== Records for this task

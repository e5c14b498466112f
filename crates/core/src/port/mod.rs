// Port Layer - Interfaces for external dependencies

pub mod dispatch_guard;
pub mod maintenance;
pub mod outcome_sink;
pub mod queue_producer;
pub mod time_provider; // For deterministic testing

// Re-exports
pub use dispatch_guard::{DispatchGuard, GuardError, InMemoryDispatchGuard};
pub use maintenance::{Maintenance, MaintenanceConfig};
pub use outcome_sink::{OutcomeSink, TracingOutcomeSink};
pub use queue_producer::{EnqueueError, EnqueueReceipt, QueueProducer};
pub use time_provider::{SystemTimeProvider, TimeProvider};
// Queue Message Domain Model

use std::time::Duration;

use serde::{Deserialize, Serialize};

use crate::domain::tenant::{QueueName, Tenant, TenantId};
use crate::domain::tick::TickKey;

/// Message expiration policy.
///
/// `Never` is the deliberate default for trigger messages: the message means
/// "do this tenant's poll now" and must not silently vanish if the consumer is
/// briefly down.
#[derive(Debug, Clone, Copy, PartialEq, Eq, Default)]
pub enum MessageTtl {
    #[default]
    Never,
    Bounded(Duration),
}

impl MessageTtl {
    pub fn from_seconds(seconds: Option<u64>) -> Self {
        match seconds {
            Some(s) => MessageTtl::Bounded(Duration::from_secs(s)),
            None => MessageTtl::Never,
        }
    }

    /// Bounded duration in seconds; `None` means never expires
    pub fn as_seconds(&self) -> Option<u64> {
        match self {
            MessageTtl::Never => None,
            MessageTtl::Bounded(d) => Some(d.as_secs()),
        }
    }
}

impl std::fmt::Display for MessageTtl {
    fn fmt(&self, f: &mut std::fmt::Formatter<'_>) -> std::fmt::Result {
        match self {
            MessageTtl::Never => write!(f, "never"),
            MessageTtl::Bounded(d) => write!(f, "{}s", d.as_secs()),
        }
    }
}

/// Message handed to the queue transport.
///
/// The payload is opaque to the transport. Today it carries the tenant
/// identity; the field is reserved to later carry a richer client-config key.
///
/// The producer never sets a consumer-side visibility timeout. Where this
/// message is eventually read, the visibility timeout must exceed the
/// worst-case consumer processing time for the tenant, or the message becomes
/// re-visible and is processed twice before the first pass completes.
#[derive(Debug, Clone, PartialEq, Eq)]
pub struct QueueMessage {
    pub payload: Vec<u8>,
    pub ttl: MessageTtl,
}

impl QueueMessage {
    /// Build the poll-trigger message for a tenant
    pub fn poll_trigger(tenant: &Tenant) -> Self {
        Self {
            payload: tenant.id.as_bytes().to_vec(),
            ttl: tenant.ttl,
        }
    }
}

/// Envelope persisted to the dead-letter queue for failed dispatch attempts.
///
/// Field names are part of the operator-facing wire format.
#[derive(Debug, Clone, Serialize, Deserialize)]
#[serde(rename_all = "camelCase")]
pub struct DeadLetterEnvelope {
    pub original_tenant: TenantId,
    pub original_tick: TickKey,
    pub original_queue: QueueName,
    pub failure_reason: String,
    pub attempt_count: u32,
    /// Original payload, lossy-decoded for inspection and replay
    pub payload: String,
}

impl DeadLetterEnvelope {
    pub fn to_payload(&self) -> serde_json::Result<Vec<u8>> {
        serde_json::to_vec(self)
    }

    pub fn from_payload(bytes: &[u8]) -> serde_json::Result<Self> {
        serde_json::from_slice(bytes)
    }
}

#[cfg(test)]
mod tests {
    use super::*;

    #[test]
    fn test_ttl_round_trip_seconds() {
        assert_eq!(MessageTtl::from_seconds(None), MessageTtl::Never);
        assert_eq!(MessageTtl::Never.as_seconds(), None);

        let bounded = MessageTtl::from_seconds(Some(3600));
        assert_eq!(bounded.as_seconds(), Some(3600));
    }

    #[test]
    fn test_envelope_wire_format() {
        let envelope = DeadLetterEnvelope {
            original_tenant: "cadph".to_string(),
            original_tick: "2024-01-08T09:30Z".to_string(),
            original_queue: "polling-trigger".to_string(),
            failure_reason: "transport error".to_string(),
            attempt_count: 3,
            payload: "cadph".to_string(),
        };

        let bytes = envelope.to_payload().unwrap();
        let json: serde_json::Value = serde_json::from_slice(&bytes).unwrap();
        assert_eq!(json["originalTenant"], "cadph");
        assert_eq!(json["attemptCount"], 3);

        let parsed = DeadLetterEnvelope::from_payload(&bytes).unwrap();
        assert_eq!(parsed.original_tick, "2024-01-08T09:30Z");
    }
}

====

Task prompt: Retype the entries word for word.

Expected answer:
repository e5c14b498466112f
filename crates/core/src/port/mod.rs
// Port Layer - Interfaces for external dependencies

pub mod dispatch_guard;
pub mod maintenance;
pub mod outcome_sink;
pub mod queue_producer;
pub mod time_provider; // For deterministic testing

// Re-exports
pub use dispatch_guard::{DispatchGuard, GuardError, InMemoryDispatchGuard};
pub use maintenance::{Maintenance, MaintenanceConfig};
pub use outcome_sink::{OutcomeSink, TracingOutcomeSink};
pub use queue_producer::{EnqueueError, EnqueueReceipt, QueueProducer};
pub use time_provider::{SystemTimeProvider, TimeProvider};
// Queue Message Domain Model

use std::time::Duration;

use serde::{Deserialize, Serialize};

use crate::domain::tenant::{QueueName, Tenant, TenantId};
use crate::domain::tick::TickKey;

/// Message expiration policy.
///
/// `Never` is the deliberate default for trigger messages: the message means
/// "do this tenant's poll now" and must not silently vanish if the consumer is
/// briefly down.
#[derive(Debug, Clone, Copy, PartialEq, Eq, Default)]
pub enum MessageTtl {
    #[default]
    Never,
    Bounded(Duration),
}

impl MessageTtl {
    pub fn from_seconds(seconds: Option<u64>) -> Self {
        match seconds {
            Some(s) => MessageTtl::Bounded(Duration::from_secs(s)),
            None => MessageTtl::Never,
        }
    }

    /// Bounded duration in seconds; `None` means never expires
    pub fn as_seconds(&self) -> Option<u64> {
        match self {
            MessageTtl::Never => None,
            MessageTtl::Bounded(d) => Some(d.as_secs()),
        }
    }
}

impl std::fmt::Display for MessageTtl {
    fn fmt(&self, f: &mut std::fmt::Formatter<'_>) -> std::fmt::Result {
        match self {
            MessageTtl::Never => write!(f, "never"),
            MessageTtl::Bounded(d) => write!(f, "{}s", d.as_secs()),
        }
    }
}

/// Message handed to the queue transport.
///
/// The payload is opaque to the transport. Today it carries the tenant
/// identity; the field is reserved to later carry a richer client-config key.
///
/// The producer never sets a consumer-side visibility timeout. Where this
/// message is eventually read, the visibility timeout must exceed the
/// worst-case consumer processing time for the tenant, or the message becomes
/// re-visible and is processed twice before the first pass completes.
#[derive(Debug, Clone, PartialEq, Eq)]
pub struct QueueMessage {
    pub payload: Vec<u8>,
    pub ttl: MessageTtl,
}

impl QueueMessage {
    /// Build the poll-trigger message for a tenant
    pub fn poll_trigger(tenant: &Tenant) -> Self {
        Self {
            payload: tenant.id.as_bytes().to_vec(),
            ttl: tenant.ttl,
        }
    }
}

/// Envelope persisted to the dead-letter queue for failed dispatch attempts.
///
/// Field names are part of the operator-facing wire format.
#[derive(Debug, Clone, Serialize, Deserialize)]
#[serde(rename_all = "camelCase")]
pub struct DeadLetterEnvelope {
    pub original_tenant: TenantId,
    pub original_tick: TickKey,
    pub original_queue: QueueName,
    pub failure_reason: String,
    pub attempt_count: u32,
    /// Original payload, lossy-decoded for inspection and replay
    pub payload: String,
}

impl DeadLetterEnvelope {
    pub fn to_payload(&self) -> serde_json::Result<Vec<u8>> {
        serde_json::to_vec(self)
    }

    pub fn from_payload(bytes: &[u8]) -> serde_json::Result<Self> {
        serde_json::from_slice(bytes)
    }
}

#[cfg(test)]
mod tests {
    use super::*;

    #[test]
    fn test_ttl_round_trip_seconds() {
        assert_eq!(MessageTtl::from_seconds(None), MessageTtl::Never);
        assert_eq!(MessageTtl::Never.as_seconds(), None);

        let bounded = MessageTtl::from_seconds(Some(3600));
        assert_eq!(bounded.as_seconds(), Some(3600));
    }

    #[test]
    fn test_envelope_wire_format() {
        let envelope = DeadLetterEnvelope {
            original_tenant: "cadph".to_string(),
            original_tick: "2024-01-08T09:30Z".to_string(),
            original_queue: "polling-trigger".to_string(),
            failure_reason: "transport error".to_string(),
            attempt_count: 3,
            payload: "cadph".to_string(),
        };

        let bytes = envelope.to_payload().unwrap();
        let json: serde_json::Value = serde_json::from_slice(&bytes).unwrap();
        assert_eq!(json["originalTenant"], "cadph");
        assert_eq!(json["attemptCount"], 3);

        let parsed = DeadLetterEnvelope::from_payload(&bytes).unwrap();
        assert_eq!(parsed.original_tick, "2024-01-08T09:30Z");
    }
}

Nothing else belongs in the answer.